Les compétences de l’Union
Les compétences de l’Union européenne sont celles que les traités lui ont spécifiquement déléguées. L’Union ne peut donc agir que dans les questions et avec les moyens pour lesquels des compétences lui ont été déléguées par les États membres. Les compétences de l’Union et leur exercice font l’objet de dispositions dans les traités pour chaque domaine politique concerné. L’Union a par ailleurs compétence pour prendre les mesures nécessaires au regard des objectifs précisés dans les traités, même si ces mesures ne font l’objet d’aucunes dispositions particulières.
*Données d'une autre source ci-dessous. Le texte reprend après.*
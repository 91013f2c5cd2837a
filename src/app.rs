//! Terminal front end for a picker session.
//!
//! `mediapick <dir>` indexes the directory, then reads commands from stdin.
//! Each cell of the visible window is printed as one line.

use std::io::{self, BufRead, Write};
use std::path::PathBuf;
use std::str::FromStr;
use std::time::Duration;

use anyhow::{anyhow, bail, Context, Result};
use tracing::info;

use mediapick::capture::{
    CaptureDirs, CaptureDispatcher, CaptureKind, CaptureOutcome, CaptureTarget, DiscardPolicy,
};
use mediapick::error::{CaptureError, FeedbackForm, SelectionError};
use mediapick::grid::{format_duration, CellBadge, CellView};
use mediapick::models::{Item, MediaCursor, MediaStore, SelectionSpec};
use mediapick::scanner::FileScanner;
use mediapick::selection::CheckState;
use mediapick::session::{Collaborators, Feedback, PickerSession};
use mediapick::thumbnails::{Thumbnail, ThumbnailLoader};

const DEFAULT_VIEWPORT_WIDTH: u32 = 1080;

/// Settle time for thumbnails before `show` prints the grid.
const SHOW_SETTLE: Duration = Duration::from_millis(150);

const HELP: &str = "commands: show | scroll N | tap SLOT | width PX | columns N | done | captured | canceled | quit";

pub struct PickerApp {
    dir: PathBuf,
    config: Option<PathBuf>,
    db: Option<PathBuf>,
    capture_root: Option<PathBuf>,
    pool: usize,
    keep_cancelled: bool,
}

impl PickerApp {
    pub fn from_env() -> Result<Self> {
        let mut args = pico_args::Arguments::from_env();
        let app = Self {
            config: args.opt_value_from_str("--config")?,
            db: args.opt_value_from_str("--db")?,
            capture_root: args.opt_value_from_str("--capture-dir")?,
            pool: args.opt_value_from_str("--pool")?.unwrap_or(12),
            keep_cancelled: args.contains("--keep-cancelled"),
            dir: args
                .free_from_str()
                .context("usage: mediapick <dir> [--config FILE] [--db FILE] [--capture-dir DIR] [--pool N] [--keep-cancelled]")?,
        };
        let rest = args.finish();
        if !rest.is_empty() {
            bail!("Unexpected arguments: {:?}", rest);
        }
        Ok(app)
    }

    pub fn run(self) -> Result<()> {
        let spec = match &self.config {
            Some(path) => SelectionSpec::load(path)?,
            None => SelectionSpec::default(),
        };

        let store = match &self.db {
            Some(path) => MediaStore::open(path)?,
            None => MediaStore::open_default()?,
        };
        let runtime = tokio::runtime::Runtime::new().context("Failed to start async runtime")?;
        let (store, scan) = runtime.block_on(FileScanner::new().scan_directory(&self.dir, store))?;
        info!(total = scan.total_files, new = scan.new_items, "Index ready");

        let library = MediaCursor::new(store, spec.media_type_mode)?;
        let capture_dirs = match &self.capture_root {
            Some(root) => CaptureDirs::under(root),
            None => CaptureDirs::default_dirs()?,
        };

        let parts = Collaborators {
            views: (0..self.pool).map(TerminalCell::new).collect(),
            engine: Box::new(ThumbnailLoader::builder().build()?),
            library: Box::new(library),
            feedback: Box::new(TerminalFeedback),
            dispatcher: Box::new(TerminalDispatcher),
            capture_dirs,
            discard_policy: if self.keep_cancelled {
                DiscardPolicy::Keep
            } else {
                DiscardPolicy::Remove
            },
        };
        let mut session = PickerSession::new(spec, parts)?;
        session.set_viewport_width(DEFAULT_VIEWPORT_WIDTH);
        session.scroll_to(0, self.pool);

        println!("{}", HELP);
        let stdin = io::stdin();
        let mut lines = stdin.lock().lines();
        loop {
            print!("> ");
            io::stdout().flush()?;
            let Some(line) = lines.next().transpose()? else {
                break;
            };
            if line.trim().is_empty() {
                continue;
            }

            let command = match line.parse::<Command>() {
                Ok(command) => command,
                Err(e) => {
                    println!("{}\n{}", e, HELP);
                    continue;
                }
            };

            match command {
                Command::Show => {
                    std::thread::sleep(SHOW_SETTLE);
                    session.pump();
                    print_grid(&session);
                }
                Command::Scroll(first) => session.scroll_to(first, self.pool),
                Command::Tap(slot) => session.tap(slot),
                Command::Width(px) => session.set_viewport_width(px),
                Command::Columns(n) => session.set_columns(n),
                Command::Captured => {
                    if let Some(item) = session.capture_finished(CaptureOutcome::Success) {
                        println!("captured {}", item.uri());
                    }
                }
                Command::Canceled => {
                    session.capture_finished(CaptureOutcome::Canceled);
                }
                Command::Done => {
                    for item in session.finish() {
                        println!("{}", item.uri());
                    }
                    return Ok(());
                }
                Command::Quit => break,
            }
            session.pump();
        }

        session.finish();
        info!("Picker cancelled");
        Ok(())
    }
}

fn print_grid(session: &PickerSession<TerminalCell>) {
    let grid = session.grid();
    let window = grid.window();
    println!(
        "positions {}..{} of {}, {} selected",
        window.start,
        window.end,
        grid.position_count(session.library()),
        session.selection().len()
    );
    for position in window {
        if let Some(cell) = grid.slot_for_position(position).and_then(|s| grid.view(s)) {
            println!("{:>5} {}", position, cell.render());
        }
    }
}

#[derive(Debug, Clone, Copy, PartialEq, Eq)]
enum Command {
    Show,
    Scroll(usize),
    Tap(usize),
    Width(u32),
    Columns(u32),
    Done,
    Captured,
    Canceled,
    Quit,
}

impl FromStr for Command {
    type Err = anyhow::Error;

    fn from_str(line: &str) -> Result<Self> {
        let mut words = line.split_whitespace();
        let name = words.next().ok_or_else(|| anyhow!("Empty command"))?;
        let mut number = || -> Result<u64> {
            words
                .next()
                .ok_or_else(|| anyhow!("`{}` needs a number", name))?
                .parse()
                .with_context(|| format!("Bad number for `{}`", name))
        };

        let command = match name {
            "show" => Self::Show,
            "scroll" => Self::Scroll(number()? as usize),
            "tap" => Self::Tap(number()? as usize),
            "width" => Self::Width(u32::try_from(number()?)?),
            "columns" => Self::Columns(u32::try_from(number()?)?),
            "done" => Self::Done,
            "captured" => Self::Captured,
            "canceled" | "cancelled" => Self::Canceled,
            "quit" | "q" => Self::Quit,
            other => bail!("Unknown command `{}`", other),
        };
        Ok(command)
    }
}

/// One line of terminal output standing in for a grid cell.
#[derive(Debug, Default)]
struct TerminalCell {
    slot: usize,
    label: Option<String>,
    thumbnail: Option<(u32, u32)>,
    badge: Option<CellBadge>,
}

impl TerminalCell {
    fn new(slot: usize) -> Self {
        Self {
            slot,
            ..Default::default()
        }
    }

    fn render(&self) -> String {
        let check = match self.badge.map(|b| b.check) {
            Some(CheckState::Numbered(n)) => format!("({})", n),
            Some(CheckState::Checked) => "(x)".to_string(),
            Some(CheckState::Unchecked) | None => "( )".to_string(),
        };
        let dimmed = if self.badge.is_some_and(|b| !b.enabled) {
            " dimmed"
        } else {
            ""
        };
        let thumb = match self.thumbnail {
            Some((w, h)) => format!("[{}x{}]", w, h),
            None => "[...]".to_string(),
        };
        format!(
            "slot {:>2} {} {} {}{}",
            self.slot,
            check,
            thumb,
            self.label.as_deref().unwrap_or("-"),
            dimmed
        )
    }
}

impl CellView for TerminalCell {
    fn show_capture(&mut self, kind: CaptureKind) {
        self.label = Some(match kind {
            CaptureKind::Photo => "take photo".to_string(),
            CaptureKind::Video => "record video".to_string(),
        });
        self.thumbnail = None;
        self.badge = None;
    }

    fn show_media(&mut self, item: &Item) {
        let mut label = item.uri().to_string();
        if item.is_gif() {
            label.push_str(" GIF");
        }
        if item.is_video() {
            label.push(' ');
            label.push_str(&format_duration(item.duration_ms()));
        }
        self.label = Some(label);
    }

    fn show_placeholder(&mut self) {
        self.thumbnail = None;
    }

    fn set_thumbnail(&mut self, thumbnail: &Thumbnail) {
        self.thumbnail = Some((thumbnail.width, thumbnail.height));
    }

    fn set_badge(&mut self, badge: CellBadge) {
        self.badge = Some(badge);
    }

    fn clear(&mut self) {
        *self = Self::new(self.slot);
    }
}

struct TerminalFeedback;

impl Feedback for TerminalFeedback {
    fn report(&mut self, cause: &SelectionError) {
        match cause.form() {
            FeedbackForm::Dialog => println!("[!] {}", cause),
            FeedbackForm::Toast => println!("[i] {}", cause),
            FeedbackForm::None => {}
        }
    }

    fn capture_failed(&mut self, error: &CaptureError) {
        println!("[!] {}", error);
    }

    fn selection_changed(&mut self, count: usize, max: usize) {
        println!("selected {}/{}", count, max);
    }
}

/// Asks the user to produce the file by hand.
struct TerminalDispatcher;

impl CaptureDispatcher for TerminalDispatcher {
    fn dispatch(&mut self, target: &CaptureTarget) -> Result<(), CaptureError> {
        println!(
            "write the {} to {} then enter `captured` (or `canceled`)",
            match target.kind {
                CaptureKind::Photo => "photo",
                CaptureKind::Video => "video",
            },
            target.temp_path.display()
        );
        Ok(())
    }
}

#[cfg(test)]
mod tests {
    use super::*;
    use mediapick::models::{ItemId, Uri};

    #[test]
    fn test_parse_commands() {
        assert_eq!("show".parse::<Command>().unwrap(), Command::Show);
        assert_eq!("scroll 12".parse::<Command>().unwrap(), Command::Scroll(12));
        assert_eq!("  tap   3 ".parse::<Command>().unwrap(), Command::Tap(3));
        assert_eq!("width 720".parse::<Command>().unwrap(), Command::Width(720));
        assert_eq!("cancelled".parse::<Command>().unwrap(), Command::Canceled);
        assert!("tap".parse::<Command>().is_err());
        assert!("tap x".parse::<Command>().is_err());
        assert!("jump 1".parse::<Command>().is_err());
    }

    #[test]
    fn test_terminal_cell_render() {
        let mut cell = TerminalCell::new(4);
        let video = Item::new(ItemId(1), "video/mp4", 1, 65_000, Uri::new("file:///v.mp4"));
        cell.show_media(&video);
        cell.set_badge(CellBadge {
            check: CheckState::Numbered(2),
            enabled: true,
        });
        assert_eq!(cell.render(), "slot  4 (2) [...] file:///v.mp4 01:05");

        cell.clear();
        assert_eq!(cell.render(), "slot  4 ( ) [...] -");
    }
}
Les compétences de l’Union peuvent être exclusives, partagés avec les États membres ou être des compétences d’appui, de coordination et de complément.
Dans les domaines politiques pour lesquels l’Union exerce une compétence exclusive, les États membres ne peuvent prendre de mesures susceptibles de nuire à la mise en œuvre efficace des objectifs de l’Union dans lesdits domaines. Ces domaines ont trait à la politique commerciale commune, à la conservation des ressources de pêche et à la politique monétaire.
Sont du ressort des compétences partagées les domaines où les compétences de l’Union n’excluent pas entièrement les compétences équivalentes au niveau des États membres. Mais quand l’Union a légiféré sur une question, les États membres ne peuvent prendre en dehors des institutions européennes des initiatives susceptibles d’interférer avec la législation commune ou d’en dénaturer le sens. Cette catégorie couvre tous les domaines qui n’entrent pas dans le cadre des compétences exclusives de l’Union.
Les compétences de complément de l’Union portent sur les domaines entrant dans le cadre des compétences partagées, telle la coopération pour le développement, mais où la politique de l’Union ne fait que compléter les politiques nationales des États membres. Les actions de l’Union ne peuvent donc conduire à une totale substitution des compétences des États membres. Dans certains domaines entrant dans le cadre des compétences de complément de l’Union, les traités interdisent toute harmonisation de la législation des États membres. Ces domaines sont notamment ceux de l’éducation, de la formation professionnelle, de la jeunesse et de la culture. Dans certains domaines, politique économique et emploi par exemple, les institutions de l’UE peuvent prendre les mesures qui s’imposent en vue d’une meilleure coordination avec les États membres.